I went to the Diaspora Museum in Tel Aviv. It was interesting and informative, describing how Jews in different countries lived after the Great Revolt in 70 CE. Then as I approached the end of the exhibit, it rapidly turned into propaganda. The end was entitled Return: Ingathering of the Exiles. It referred to the current state of Israel being born. Exile? Am I in exile? I was born in the United States and no one has kicked me out. Mourid Barghouti, a Palestinian poet, was in Cairo when the 1967 war ended. He was born in Ramallah. He was not allowed to go back for thirty years. That is exile. I have never experienced exile, and yet this museum is telling me I am. There is no mention about how the state itself was created, but rather that this people in “exile” for 2000 years were finally allowed to come back. They gave you some choose your own adventure stories. The one I read said:
When most North African Jews decide to immigrate to Israel, your family moves to France. As you grow up, you must decide whether to immigrate to the new state of Israel or integrate into France.
I press the “integrate into France” button. It tells me that I have a prosperous life, and my grandchildren become great contributors to French society, but that I soon find out my family has lost touch with the Jewish way of life.
I press the “immigrate to Israel” button. It tells me almost the exact same as the other choice, but the ending proclaimed: You are not just immigrating, you are home.

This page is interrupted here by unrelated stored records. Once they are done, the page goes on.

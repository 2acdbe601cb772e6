//! Health Routes
//!
//! Health check endpoints for monitoring and Kubernetes probes.
//!
//! - GET /health/live - Liveness probe (process is alive)
//! - GET /health/ready - Readiness probe (node reachable)
//! - GET /health - Full health status

use axum::{extract::State, http::StatusCode, Json};
use std::sync::Arc;

use crate::api::dto::HealthResponse;
use crate::api::state::AppState;

/// GET /health/live
///
/// Returns 200 if the process is alive, no dependency checks.
pub async fn liveness() -> StatusCode {
    StatusCode::OK
}

/// GET /health/ready
///
/// Returns 200 when the RPC node answers; the service is useless without it.
pub async fn readiness(State(state): State<Arc<AppState>>) -> StatusCode {
    match state.chain.ping().await {
        Ok(_) => StatusCode::OK,
        Err(e) => {
            tracing::warn!(error = %e, "Readiness probe failed");
            StatusCode::SERVICE_UNAVAILABLE
        }
    }
}

/// GET /health
///
/// Full health status with component details. The pinning service being
/// down degrades but does not fail the service.
pub async fn full_health(State(state): State<Arc<AppState>>) -> Json<HealthResponse> {
    let chain_ok = state.chain.ping().await.is_ok();

    let pinning_status = match &state.pinning {
        Some(client) => match client.test_authentication().await {
            Ok(_) => "ok",
            Err(_) => "error",
        },
        None => "disabled",
    };

    let chat_state = state.chat.state().await;

    let overall = if chain_ok && pinning_status != "error" {
        "healthy"
    } else if chain_ok {
        "degraded"
    } else {
        "unhealthy"
    };

    Json(HealthResponse {
        status: overall.to_string(),
        chain: if chain_ok { "ok" } else { "error" }.to_string(),
        pinning: pinning_status.to_string(),
        chat: chat_state.status,
        uptime_seconds: state.uptime_seconds(),
        version: env!("CARGO_PKG_VERSION").to_string(),
    })
}

#[cfg(test)]
mod tests {
    use super::*;

    #[tokio::test]
    async fn test_liveness() {
        let status = liveness().await;
        assert_eq!(status, StatusCode::OK);
    }
}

And I suddenly wish I had not given my thirty sheckels to this place. I walked out feeling at odds with my identity. What kind of Jew is the Israeli government trying to cultivate? They want them to be blind. There are some that act out, but just as in America, the media makes sure these people are in the periphery. What is Jewish about this state? The Jews I know are my family and members of temple I grew up with. They don’t apply hateful principles to their life. I am one Jew that Israel will never manage to blind. I walk with my eyes open.